Писал, пока не стемнело. Потом спрятал блокнот и лёг.
Сон не шёл.
Кошкин лежал на спине, смотрел в потолок. Комната тихая, только море шумит внизу и ветер шевелит занавеской. В Харькове по ночам слышно, как на сортировочной станции стучат вагоны. Здесь тишина непривычная, давящая.
Он вспомнил жену. Наташа осталась в Харькове с сыном. Десять лет Вовке. Высокий, худой, в отца. Когда Кошкин уезжал, мальчик стоял на пороге, сжимал кулаки в карманах. Не плакал. Мужчиной себя считает.
«Вернёшься?» — спросил перед отъездом.
«Вернусь», — ответил Кошкин.
«Точно?»
«Точно».
Кошкин повернулся на бок. Вернуться нужно. Не ради себя. Ради них. Ради танка.
Он закрыл глаза. Представил цех. Станки гудят, пахнет соляркой и горячим металлом. Морозов стоит у корпуса, проверяет сварные швы. Литейщики заливают форму. Краны везут башни к сборочной линии.
Двадцать машин к концу месяца. Потом пятьдесят. К лету сорок первого тысяча. Если успеют. Если коробка не развалится, если литейщики перестанут давать брак, если наладят станки правильно.
Если он вернётся.
Кошкин открыл глаза. За окном темнота, только море чернеет внизу, белая пена на гребнях волн. Он сел, опустил ноги с кровати. Голова закружилась. Подождал, пока пройдёт.
Встал, подошёл к окну. Постоял, держась за раму. Крым. Санаторий. Лечение. А в Харькове завод работает без него, Морозов один разбирается с проблемами, механики бьют кулаками по рычагам передач.
Две-три недели, сказал Фридлянд. Не больше. Если не будет осложнений.
Кошкин вернулся к кровати, лёг. Натянул одеяло, закрыл глаза. Дышал медленно, считал вдохи. Врач говорил, помогает уснуть.
Не помогло. Но лежать нужно было. Отдыхать. Набираться сил.
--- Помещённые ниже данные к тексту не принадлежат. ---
//! SQLite-based run history store

use crate::core::{EventKind, ExecutionStatus};
use crate::persistence::{CellSummary, PersistenceBackend, RunSummary};
use anyhow::{anyhow, Context, Result};
use chrono::{DateTime, NaiveDateTime, Utc};
use sqlx::sqlite::{SqliteConnectOptions, SqlitePoolOptions, SqliteRow};
use sqlx::{Row, SqlitePool};
use std::path::{Path, PathBuf};
use uuid::Uuid;

const RUN_COLUMNS: &str = "id, workflow_name, event, branch, status, started_at, completed_at, \
     total_cells, completed_cells, failed_cells, cells";

/// SQLite run store
pub struct SqliteRunStore {
    pool: SqlitePool,
}

impl SqliteRunStore {
    /// Open (or create) a store at `db_path`
    pub async fn new(db_path: impl AsRef<Path>) -> Result<Self> {
        let options = SqliteConnectOptions::new()
            .filename(db_path.as_ref())
            .create_if_missing(true);
        let pool = SqlitePoolOptions::new()
            .connect_with(options)
            .await
            .with_context(|| {
                format!("Failed to open history database {}", db_path.as_ref().display())
            })?;

        let store = Self { pool };
        store.init().await?;

        Ok(store)
    }

    /// Default database location under the platform's local data directory
    pub fn default_path() -> PathBuf {
        dirs::data_local_dir()
            .unwrap_or_else(|| PathBuf::from("."))
            .join("matrix-ci")
            .join("runs.db")
    }

    /// Create store with default path
    pub async fn with_default_path() -> Result<Self> {
        let db_path = Self::default_path();
        if let Some(dir) = db_path.parent() {
            std::fs::create_dir_all(dir)
                .with_context(|| format!("Failed to create {}", dir.display()))?;
        }
        Self::new(db_path).await
    }

    /// Initialize database schema
    async fn init(&self) -> Result<()> {
        sqlx::query(
            r#"
            CREATE TABLE IF NOT EXISTS runs (
                id TEXT PRIMARY KEY,
                workflow_name TEXT NOT NULL,
                event TEXT NOT NULL,
                branch TEXT NOT NULL,
                status TEXT NOT NULL,
                started_at TEXT NOT NULL,
                completed_at TEXT,
                total_cells INTEGER NOT NULL DEFAULT 0,
                completed_cells INTEGER NOT NULL DEFAULT 0,
                failed_cells INTEGER NOT NULL DEFAULT 0,
                cells TEXT NOT NULL DEFAULT '[]',
                created_at TEXT NOT NULL DEFAULT (datetime('now'))
            )
            "#,
        )
        .execute(&self.pool)
        .await
        .context("Failed to create runs table")?;

        for index in [
            "CREATE INDEX IF NOT EXISTS idx_workflow_name ON runs(workflow_name)",
            "CREATE INDEX IF NOT EXISTS idx_started_at ON runs(started_at)",
        ] {
            sqlx::query(index).execute(&self.pool).await?;
        }

        Ok(())
    }

    /// Convert DateTime<Utc> to NaiveDateTime for SQLite
    fn to_naive(dt: DateTime<Utc>) -> NaiveDateTime {
        dt.naive_utc()
    }

    /// Convert NaiveDateTime to DateTime<Utc>
    fn from_naive(dt: NaiveDateTime) -> DateTime<Utc> {
        DateTime::from_naive_utc_and_offset(dt, Utc)
    }

    fn row_to_summary(row: &SqliteRow) -> Result<RunSummary> {
        let cells: Vec<CellSummary> = serde_json::from_str(&row.get::<String, _>("cells"))
            .context("Stored cell details are not valid JSON")?;

        Ok(RunSummary {
            run_id: Uuid::parse_str(&row.get::<String, _>("id"))?,
            workflow_name: row.get("workflow_name"),
            event: row
                .get::<String, _>("event")
                .parse::<EventKind>()
                .map_err(|e| anyhow!(e))?,
            branch: row.get("branch"),
            status: row
                .get::<String, _>("status")
                .parse::<ExecutionStatus>()
                .map_err(|e| anyhow!(e))?,
            started_at: Self::from_naive(row.get("started_at")),
            completed_at: row
                .get::<Option<NaiveDateTime>, _>("completed_at")
                .map(Self::from_naive),
            total_cells: row.get::<i64, _>("total_cells") as usize,
            completed_cells: row.get::<i64, _>("completed_cells") as usize,
            failed_cells: row.get::<i64, _>("failed_cells") as usize,
            cells,
        })
    }
}

#[async_trait::async_trait]
impl PersistenceBackend for SqliteRunStore {
    async fn save_run(&self, run: &RunSummary) -> Result<()> {
        let cells = serde_json::to_string(&run.cells).context("Failed to encode cell details")?;

        sqlx::query(&format!(
            "INSERT OR REPLACE INTO runs ({}) VALUES (?1, ?2, ?3, ?4, ?5, ?6, ?7, ?8, ?9, ?10, ?11)",
            RUN_COLUMNS
        ))
        .bind(run.run_id.to_string())
        .bind(&run.workflow_name)
        .bind(run.event.as_str())
        .bind(&run.branch)
        .bind(run.status.as_str())
        .bind(Self::to_naive(run.started_at))
        .bind(run.completed_at.map(Self::to_naive))
        .bind(run.total_cells as i64)
        .bind(run.completed_cells as i64)
        .bind(run.failed_cells as i64)
        .bind(cells)
        .execute(&self.pool)
        .await
        .context("Failed to save run")?;

        Ok(())
    }

    async fn load_run(&self, run_id: Uuid) -> Result<Option<RunSummary>> {
        let row = sqlx::query(&format!("SELECT {} FROM runs WHERE id = ?1", RUN_COLUMNS))
            .bind(run_id.to_string())
            .fetch_optional(&self.pool)
            .await
            .context("Failed to load run")?;

        row.as_ref().map(Self::row_to_summary).transpose()
    }

    async fn list_runs(&self, workflow_name: Option<&str>, limit: usize) -> Result<Vec<RunSummary>> {
        let rows = sqlx::query(&format!(
            "SELECT {} FROM runs WHERE (?1 IS NULL OR workflow_name = ?1) \
             ORDER BY started_at DESC LIMIT ?2",
            RUN_COLUMNS
        ))
        .bind(workflow_name)
        .bind(i64::try_from(limit).unwrap_or(i64::MAX))
        .fetch_all(&self.pool)
        .await
        .context("Failed to list runs")?;

        rows.iter().map(Self::row_to_summary).collect()
    }

    async fn latest_run(&self, workflow_name: &str) -> Result<Option<RunSummary>> {
        Ok(self.list_runs(Some(workflow_name), 1).await?.into_iter().next())
    }

    async fn list_workflows(&self) -> Result<Vec<String>> {
        let rows = sqlx::query(
            r#"
            SELECT DISTINCT workflow_name
            FROM runs
            ORDER BY workflow_name ASC
            "#,
        )
        .fetch_all(&self.pool)
        .await
        .context("Failed to list workflows")?;

        Ok(rows.iter().map(|row| row.get("workflow_name")).collect())
    }

    async fn delete_run(&self, run_id: Uuid) -> Result<bool> {
        let result = sqlx::query("DELETE FROM runs WHERE id = ?1")
            .bind(run_id.to_string())
            .execute(&self.pool)
            .await
            .context("Failed to delete run")?;

        Ok(result.rows_affected() > 0)
    }
}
Две-три недели. Потом домой, в Харьков. На завод, к грохоту цехов, к запаху горячего металла.
К работе.
Глава 13
10 мая 1940 года. Москва, Кремль
Половина девятого. Через час выезд на Центральный аэродром. Смотр новых самолётов.
Телефон зазвонил. Он снял трубку.
— Товарищ Сталин, машина подана, — голос Поскрёбышева, ровный, без интонаций. — Смушкевич на аэродроме, конструкторы прибыли.
— Хорошо. Еду.
Сергей встал, надел фуражку, взял папку с запиской о характеристиках самолётов. Вышел в коридор. Охранник шагнул следом.
Спустился по лестнице, прошёл через двор. Пахудин, его водитель, стоял у машины, держал дверь открытой. Старый, надёжный. Ещё с тридцать четвёртого года возит.
— Центральный аэродром, — сказал Сергей, садясь.
— Есть, товарищ Сталин.
Машина тронулась. Москва за окном: улицы, дома, редкие прохожие. Утро буднее, город просыпается медленно. Трамваи звенят на рельсах, грузовики везут товар к магазинам.
Сергей раскрыл папку, перечитал записку. Четыре машины. И-26 Яковлева, И-301 Лавочкина, И-200 Микояна, БШ-2 Ильюшина. Скорости от четырёхсот двадцати до шестисот тридцати. Вооружение от двух пулемётов до двух пушек. Потолок от девяти до двенадцати тысяч метров.
Цифры. Характеристики. За ними люди, заводы, годы работы. И вопрос: какая из этих машин будет воевать через год?
Все. Нужны все. Современная война требует современных машин. Танки, авиация, скорость. Устаревшие самолёты не помогут, сколько их ни строй.
Машина выехала за город, поехала по шоссе. За окнами поля, перелески, деревни. Весна в разгаре, зелень яркая, свежая.
Сергей закрыл папку. Смотрел в окно. Думал о том, что видел эти поля в другой жизни. Сожжёнными, изрытыми воронками, с обломками техники и могильными холмиками. Сорок первый, сорок второй. Отступление, окружения, потери.
Не будет этого. Если успеть. Если построить правильные самолёты, обучить лётчиков, подготовить аэродромы.
Четыре самолёта стояли в ряд на бетонке, и каждый обещал что-то своё. Острый нос, тупой нос, горбатый фюзеляж. Четыре машины, четыре конструкторских бюро, четыре ответа на один вопрос: чем будем воевать через год?
Сергей шёл вдоль линейки, заложив руки за спину. Рядом — Смушкевич, начальник ВВС, невысокий, быстрый, с двумя Золотыми Звёздами на груди. За ним конструкторы: Яковлев, Лавочкин с Горбуновым и Гудковым, Микоян с Гуревичем, Ильюшин. Ветер гнал по бетону мелкий мусор. Пахло бензином и машинным маслом.